Individuate ulteriori ipotesi di esonero dall’obbligo di memorizzazione elettronica e trasmissione telematica dei dati dei corrispettivi giornalieri in ragione della tipologia di attività esercitata (Decreto Ministero Economia e Finanze 24 dicembre 2019)
È stato pubblicato a fine anno, con la Gazzetta Ufficiale n. 305 del 31 dicembre 2019, il decreto ministeriale che, in concomitanza con l’entrata in vigore dell’obbligo generale di memorizzazione elettronica e trasmissione telematica dei dati dei corrispettivi giornalieri (dal 1° gennaio 2020), individua ulteriori attività esonerate.

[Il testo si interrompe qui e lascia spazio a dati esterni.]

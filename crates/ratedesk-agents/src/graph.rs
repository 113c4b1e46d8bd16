//! The supervisor graph: START → supervisor → worker → supervisor → … → END.
//!
//! Execution is strictly sequential. `stream` yields one `GraphEvent` per
//! node execution, so callers observe intermediate states as they happen.

use std::collections::HashMap;
use std::sync::Arc;

use futures::{Stream, StreamExt};
use ratedesk_models::message::{Conversation, Message};
use ratedesk_models::routing::{Goto, NodeId, WorkerId};
use tracing::{debug, info};
use uuid::Uuid;

use crate::error::AgentError;
use crate::handoff::HandoffNode;
use crate::llm::ChatModel;
use crate::supervisor::SupervisorRouter;
use crate::worker::{ReactWorker, WorkerAgent};

/// Observable result of one node execution.
#[derive(Debug, Clone)]
pub struct GraphEvent {
    /// 1-based node execution count within the run.
    pub step: usize,
    pub node: NodeId,
    /// Messages the node produced internally (tool requests, tool results,
    /// worker answers). Empty for the supervisor.
    pub inner: Vec<Message>,
    /// Messages appended to the shared conversation.
    pub update: Vec<Message>,
    pub goto: Goto,
}

/// Fixed-topology graph over one supervisor and a set of workers.
pub struct SupervisorGraph {
    supervisor: SupervisorRouter,
    workers: HashMap<WorkerId, HandoffNode>,
    recursion_limit: usize,
}

impl SupervisorGraph {
    pub fn new(supervisor: SupervisorRouter, recursion_limit: usize) -> Self {
        Self {
            supervisor,
            workers: HashMap::new(),
            recursion_limit,
        }
    }

    /// Build the default graph: every `WorkerId` backed by a `ReactWorker`
    /// with its default tool, all sharing one model.
    pub fn with_default_workers(
        model: Arc<dyn ChatModel>,
        recursion_limit: usize,
        max_tool_rounds: usize,
    ) -> Self {
        let mut graph = Self::new(SupervisorRouter::new(Arc::clone(&model)), recursion_limit);
        for id in WorkerId::ALL {
            graph = graph.add_worker(Arc::new(ReactWorker::with_defaults(
                id,
                Arc::clone(&model),
                max_tool_rounds,
            )));
        }
        graph
    }

    /// Register a worker node. A later worker with the same id replaces the earlier one.
    pub fn add_worker(mut self, worker: Arc<dyn WorkerAgent>) -> Self {
        self.workers.insert(worker.id(), HandoffNode::new(worker));
        self
    }

    pub fn workers(&self) -> impl Iterator<Item = WorkerId> + '_ {
        self.workers.keys().copied()
    }

    async fn execute(
        &self,
        node: NodeId,
        state: &Conversation,
    ) -> Result<(Goto, Vec<Message>, Vec<Message>), AgentError> {
        match node {
            NodeId::Supervisor => {
                let command = self.supervisor.run(state).await?;
                Ok((command.goto, Vec::new(), command.update))
            }
            NodeId::Worker(id) => {
                let worker = self.workers.get(&id).ok_or_else(|| {
                    AgentError::InvalidRoute(format!("{id} (no such node in graph)"))
                })?;
                let step = worker.run(state).await?;
                Ok((step.command.goto, step.inner, step.command.update))
            }
        }
    }

    /// Run the graph lazily from `initial`. The stream ends after the
    /// supervisor routes to FINISH, or after the first error.
    pub fn stream(
        &self,
        initial: Conversation,
    ) -> impl Stream<Item = Result<GraphEvent, AgentError>> + Send + '_ {
        async_stream::try_stream! {
            let run_id = Uuid::new_v4();
            info!(%run_id, messages = initial.len(), "Graph run started");

            let mut state = initial;
            let mut current = NodeId::Supervisor;
            let mut step = 0;

            loop {
                step += 1;
                if step > self.recursion_limit {
                    Err::<(), _>(AgentError::RecursionLimit(self.recursion_limit))?;
                }

                debug!(%run_id, step, node = %current, "Executing node");
                let (goto, inner, update) = self.execute(current, &state).await?;
                state.extend(update.iter().cloned());

                yield GraphEvent {
                    step,
                    node: current,
                    inner,
                    update,
                    goto,
                };

                match goto {
                    Goto::Node(next) => current = next,
                    Goto::End => {
                        info!(%run_id, steps = step, messages = state.len(), "Graph run finished");
                        break;
                    }
                }
            }
        }
    }

    /// Drive the graph to completion and return the final conversation.
    pub async fn invoke(&self, initial: Conversation) -> Result<Conversation, AgentError> {
        let mut state = initial.clone();
        let stream = self.stream(initial);
        futures::pin_mut!(stream);

        while let Some(event) = stream.next().await {
            state.extend(event?.update);
        }
        Ok(state)
    }
}

#[cfg(test)]
mod tests {
    use super::*;
    use crate::test_support::{FixedWorker, ScriptedModel};

    fn graph(supervisor_script: &[&str], limit: usize) -> SupervisorGraph {
        let model = Arc::new(ScriptedModel::new(supervisor_script));
        SupervisorGraph::new(SupervisorRouter::new(model), limit)
            .add_worker(Arc::new(FixedWorker::new(WorkerId::Saving, "Saving rate is 0.5%.")))
            .add_worker(Arc::new(FixedWorker::new(WorkerId::Cd, "CD rate is 0.2%.")))
    }

    #[tokio::test]
    async fn streams_one_event_per_node() {
        let graph = graph(
            &[
                r#"{"next": "saving-agent"}"#,
                r#"{"next": "cd-agent"}"#,
                r#"{"next": "FINISH"}"#,
            ],
            25,
        );

        let events: Vec<_> = graph
            .stream(Conversation::from_user("compare"))
            .collect::<Vec<_>>()
            .await
            .into_iter()
            .collect::<Result<_, _>>()
            .unwrap();

        let nodes: Vec<_> = events.iter().map(|e| e.node).collect();
        assert_eq!(
            nodes,
            vec![
                NodeId::Supervisor,
                NodeId::Worker(WorkerId::Saving),
                NodeId::Supervisor,
                NodeId::Worker(WorkerId::Cd),
                NodeId::Supervisor,
            ]
        );
        assert_eq!(events.last().unwrap().goto, Goto::End);
        assert_eq!(events[1].goto, Goto::Node(NodeId::Supervisor));
        assert_eq!(events[1].update[0].author(), "saving-agent");
        assert_eq!(events.iter().map(|e| e.step).collect::<Vec<_>>(), vec![1, 2, 3, 4, 5]);
    }

    #[tokio::test]
    async fn invoke_appends_handoffs_in_order() {
        let graph = graph(
            &[
                r#"{"next": "cd-agent"}"#,
                r#"{"next": "saving-agent"}"#,
                r#"{"next": "FINISH"}"#,
            ],
            25,
        );

        let initial = Conversation::from_user("compare");
        let result = graph.invoke(initial.clone()).await.unwrap();

        assert_eq!(&result.messages()[..1], initial.messages());
        let authors: Vec<_> = result.iter().map(|m| m.author().to_string()).collect();
        assert_eq!(authors, vec!["user", "cd-agent", "saving-agent"]);
    }

    #[tokio::test]
    async fn immediate_finish_leaves_conversation_unchanged() {
        let graph = graph(&[r#"{"next": "FINISH"}"#], 25);
        let initial = Conversation::from_user("nothing to do");
        let result = graph.invoke(initial.clone()).await.unwrap();
        assert_eq!(result, initial);
    }

    #[tokio::test]
    async fn recursion_limit_stops_loops() {
        let graph = graph(
            &[r#"{"next": "cd-agent"}"#, r#"{"next": "cd-agent"}"#],
            3,
        );

        let err = graph
            .invoke(Conversation::from_user("loop"))
            .await
            .unwrap_err();
        assert!(matches!(err, AgentError::RecursionLimit(3)));
    }

    #[tokio::test]
    async fn invalid_route_aborts_stream() {
        let graph = graph(&[r#"{"next": "loan-agent"}"#], 25);
        let results: Vec<_> = graph
            .stream(Conversation::from_user("loan"))
            .collect()
            .await;

        assert_eq!(results.len(), 1);
        assert!(matches!(results[0], Err(AgentError::InvalidRoute(_))));
    }

    #[tokio::test]
    async fn missing_worker_is_route_error() {
        let model = Arc::new(ScriptedModel::new(&[r#"{"next": "cd-agent"}"#]));
        let graph = SupervisorGraph::new(SupervisorRouter::new(model), 25)
            .add_worker(Arc::new(FixedWorker::new(WorkerId::Saving, "0.5%")));

        let err = graph
            .invoke(Conversation::from_user("cd?"))
            .await
            .unwrap_err();
        assert!(matches!(err, AgentError::InvalidRoute(_)));
    }

    #[test]
    fn default_graph_registers_every_worker() {
        let model = Arc::new(ScriptedModel::new(&[]));
        let graph = SupervisorGraph::with_default_workers(model, 25, 5);
        let mut workers: Vec<_> = graph.workers().map(|w| w.to_string()).collect();
        workers.sort();
        assert_eq!(workers, vec!["cd-agent", "saving-agent"]);
    }
}
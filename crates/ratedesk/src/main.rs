use std::path::PathBuf;

use anyhow::{Context, Result};
use clap::Parser;
use futures::StreamExt;
use ratedesk_models::config::RatedeskConfig;
use ratedesk_models::message::Conversation;
use tracing::info;
use tracing_subscriber::EnvFilter;

#[derive(Parser, Debug)]
#[command(name = "ratedesk", about = "Supervisor demo routing rate questions to bank agents")]
struct Cli {
    /// Path to configuration file. Defaults are used when omitted.
    #[arg(short, long)]
    config: Option<PathBuf>,

    /// Question to start the conversation with
    #[arg(short, long, default_value = ratedesk::DEFAULT_REQUEST)]
    message: String,

    /// Override the model for the supervisor and all workers
    #[arg(long)]
    model: Option<String>,
}

#[tokio::main]
async fn main() -> Result<()> {
    // Initialize tracing (respects RUST_LOG env var)
    tracing_subscriber::fmt()
        .with_env_filter(EnvFilter::from_default_env())
        .with_writer(std::io::stderr)
        .init();

    let cli = Cli::parse();

    let mut config = match &cli.config {
        Some(path) => ratedesk::load_config(path)?,
        None => RatedeskConfig::default(),
    };
    if let Some(model) = cli.model {
        ratedesk::apply_model_override(&mut config, model);
    }

    let graph = ratedesk::build_graph(&config);
    let stream = graph.stream(Conversation::from_user(cli.message));
    futures::pin_mut!(stream);

    while let Some(event) = stream.next().await {
        let event = event.context("Graph run failed")?;
        info!(step = event.step, node = %event.node, goto = %event.goto, "graph.stream");

        for line in ratedesk::console_lines(&event) {
            println!("{line}");
        }
    }

    Ok(())
}
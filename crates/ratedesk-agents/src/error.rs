use thiserror::Error;

#[derive(Error, Debug)]
pub enum AgentError {
    #[error("Claude CLI error: {0}")]
    Cli(String),

    #[error("Agent response parse error: {0}")]
    Parse(String),

    #[error("LLM call timed out after {0} seconds")]
    Timeout(u64),

    #[error("Supervisor chose an unknown route: {0:?}")]
    InvalidRoute(String),

    #[error("Worker {0} produced no output to hand off")]
    EmptyWorkerOutput(String),

    #[error("Worker {agent} exceeded {limit} tool rounds without answering")]
    MaxToolRounds { agent: String, limit: usize },

    #[error("Graph exceeded recursion limit of {0} steps without finishing")]
    RecursionLimit(usize),

    #[error("JSON error: {0}")]
    Json(#[from] serde_json::Error),
}
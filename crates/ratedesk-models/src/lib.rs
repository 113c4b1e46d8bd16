pub mod config;
pub mod message;
pub mod routing;

pub use config::{GraphConfig, LlmConfig, RatedeskConfig, WorkerConfig};
pub use message::{Conversation, Message, Role, ToolCall};
pub use routing::{Command, Goto, NodeId, Route, UnknownLabel, WorkerId};
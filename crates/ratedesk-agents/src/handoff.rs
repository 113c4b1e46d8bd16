use std::sync::Arc;

use ratedesk_models::message::{Conversation, Message};
use ratedesk_models::routing::{Command, Goto, NodeId, WorkerId};
use tracing::info;

use crate::error::AgentError;
use crate::worker::WorkerAgent;

/// Wrap a worker's output into the single tagged message sent back to the
/// supervisor.
///
/// `visible_len` is the length of the conversation the worker was given; the
/// worker must have appended at least one message with content after it.
pub fn handoff(
    agent: WorkerId,
    output: &Conversation,
    visible_len: usize,
) -> Result<Command, AgentError> {
    let answer = output
        .since(visible_len)
        .last()
        .and_then(Message::text)
        .ok_or_else(|| AgentError::EmptyWorkerOutput(agent.to_string()))?;

    Ok(Command::goto(Goto::Node(NodeId::Supervisor))
        .with_update(vec![Message::from_agent(agent.as_str(), answer)]))
}

/// Result of running a worker node: the handoff command plus every message
/// the worker produced internally.
#[derive(Debug, Clone)]
pub struct WorkerStep {
    pub command: Command,
    pub inner: Vec<Message>,
}

/// Graph node pairing a worker with its handoff.
pub struct HandoffNode {
    worker: Arc<dyn WorkerAgent>,
}

impl HandoffNode {
    pub fn new(worker: Arc<dyn WorkerAgent>) -> Self {
        Self { worker }
    }

    pub fn id(&self) -> WorkerId {
        self.worker.id()
    }

    pub async fn run(&self, state: &Conversation) -> Result<WorkerStep, AgentError> {
        let agent = self.worker.id();
        let output = self.worker.respond(state).await?;
        let command = handoff(agent, &output, state.len())?;
        info!(agent = %agent, inner_messages = output.len() - state.len(), "Handoff to supervisor");

        Ok(WorkerStep {
            command,
            inner: output.since(state.len()).to_vec(),
        })
    }
}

Oltre a quelle già individuate con il decreto ministeriale del 10 maggio 2019, infatti, il Ministero ha stabilito che l’obbligo di memorizzazione elettronica e trasmissione telematica dei dati dei corrispettivi giornalieri non si applica alle prestazioni di gestione del servizio delle lampade votive nei cimiteri.
L’esonero opera anche per le operazioni collegate e connesse, nonché per le operazioni effettuate in via marginale rispetto alle suddette. A tal fine si considerano marginali le operazioni i cui ricavi o compensi non sono superiori all’1% del volume d’affari dell’anno precedente.
Per quanto riguarda gli aspetti contabili e di certificazione dei corrispettivi, per effetto dell’esonero, tali operazioni continuano ad essere annotate nel registro dei corrispettivi. Inoltre, per le operazioni collegate, connesse e per quelle marginali resta fermo l’obbligo di documentazione mediante il rilascio della ricevuta fiscale, ovvero dello scontrino fiscale, con l’osservanza delle relative discipline.
È riconosciuta la possibilità di applicare su base volontaria la memorizzazione elettronica e la trasmissione telematica dei dati dei corrispettivi giornalieri.
Con lo stesso decreto, il Ministero ha esteso l’esonero per l’anno 2020 anche alle operazioni collegate, connesse e marginali delle prestazioni di trasporto pubblico collettivo di persone e di veicoli e bagagli al seguito e delle altre attività già esonerate dall’obbligo di certificazione dei corrispettivi, per le quali l’esonero era previsto fino al 31 dicembre 2019. Anche per tali attività resta ferma la possibilità di optare volontariamente per la memorizzazione elettronica e la trasmissione telematica dei corrispettivi.